If the walls of your home could talk, what would they say?
Would they scream, remembering a grim and hidden history of your house?
From bloody family murders to drugs bust massacres, Housecreep.com gives a voice to the gruesome acts of violence and death that have occurred over the centuries in the residences where we lay down our sleepy heads every night.
Canadian brothers, Albert and Robert Armieri have crowd-funded their house-creeping enterprise, which is basically a grisly form of Ancestry.com but for your crib.
It’s not for the faint of heart. You have been warned.
If you think sleep is overrated, the website lets you check up on the history of your own house and browse your local area to find creepy murder houses near you.
The site also features the criminal histories of houses, such as drug lab busts and locations of known mob HQs, as well as well-known sites of historical tragedy and mass death.

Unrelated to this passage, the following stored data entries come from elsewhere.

// Copyright (c) 2026 100monkeys.ai
// SPDX-License-Identifier: AGPL-3.0
//! Dialer that reaches the instance through a locally running auth proxy.
//!
//! The proxy terminates the secure tunnel; this dialer only picks the proxy
//! listener that serves the requested network path.

use std::io;

use async_trait::async_trait;
use tokio::net::TcpStream;
use tracing::debug;

use crate::domain::config::IpType;
use crate::domain::dialer::{DialTarget, Dialer, TunnelStream};

#[derive(Debug, Clone)]
pub struct ProxyDialer {
    public_addr: String,
    private_addr: Option<String>,
}

impl ProxyDialer {
    pub fn new(public_addr: impl Into<String>, private_addr: Option<String>) -> Self {
        Self {
            public_addr: public_addr.into(),
            private_addr,
        }
    }

    fn addr_for(&self, target: &DialTarget) -> io::Result<&str> {
        match target.ip_type {
            IpType::Public => Ok(&self.public_addr),
            IpType::Private => self.private_addr.as_deref().ok_or_else(|| {
                io::Error::new(
                    io::ErrorKind::AddrNotAvailable,
                    format!("no private proxy endpoint configured for {}", target.instance_uri),
                )
            }),
        }
    }
}

#[async_trait]
impl Dialer for ProxyDialer {
    async fn dial(&self, target: &DialTarget) -> io::Result<TunnelStream> {
        let addr = self.addr_for(target)?;
        debug!(instance = %target.instance_uri, %addr, "connecting to auth proxy");
        let stream = TcpStream::connect(addr).await?;
        stream.set_nodelay(true)?;
        Ok(Box::new(stream))
    }
}

#[cfg(test)]
mod tests {
    use super::*;
    use crate::domain::config::InstanceCoordinates;
    use crate::domain::dialer::InstanceUri;
    use tokio::io::{AsyncReadExt, AsyncWriteExt};
    use tokio::net::TcpListener;

    fn target(ip_type: IpType) -> DialTarget {
        DialTarget {
            instance_uri: InstanceUri::from(&InstanceCoordinates::new("p", "r", "c", "i")),
            ip_type,
            iam_auth: false,
        }
    }

    #[tokio::test]
    async fn public_path_uses_public_listener() {
        let listener = TcpListener::bind("127.0.0.1:0").await.unwrap();
        let addr = listener.local_addr().unwrap().to_string();
        let accept = tokio::spawn(async move {
            let (mut socket, _) = listener.accept().await.unwrap();
            let mut buf = [0u8; 4];
            socket.read_exact(&mut buf).await.unwrap();
            buf
        });

        let dialer = ProxyDialer::new(addr, None);
        let mut stream = dialer.dial(&target(IpType::Public)).await.unwrap();
        stream.write_all(b"ping").await.unwrap();

        assert_eq!(&accept.await.unwrap(), b"ping");
    }

    #[tokio::test]
    async fn private_path_without_endpoint_fails() {
        let dialer = ProxyDialer::new("127.0.0.1:5432", None);
        let err = dialer.dial(&target(IpType::Private)).await.err().unwrap();
        assert_eq!(err.kind(), io::ErrorKind::AddrNotAvailable);
        assert!(err.to_string().contains("projects/p/locations/r/clusters/c/instances/i"));
    }

    #[test]
    fn private_path_selects_private_endpoint() {
        let dialer = ProxyDialer::new("127.0.0.1:5432", Some("10.0.0.2:5432".into()));
        assert_eq!(dialer.addr_for(&target(IpType::Private)).unwrap(), "10.0.0.2:5432");
        assert_eq!(dialer.addr_for(&target(IpType::Public)).unwrap(), "127.0.0.1:5432");
    }
}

…And as you an see, there are many you’ll want to avoid.
While the site is confined to America and Canada at the moment, the high demand coming from those morbid curiosities and thrill-seekers means it could be expanding.
This site is pretty bad news for the horror film business though.
Murder house horrors usually follow this narrative:
Family moves to beautiful old provincial house to start a better life.
One particularly pensive member (probably a young girl) sees a creepy ghost and draws a chilling picture of it at school.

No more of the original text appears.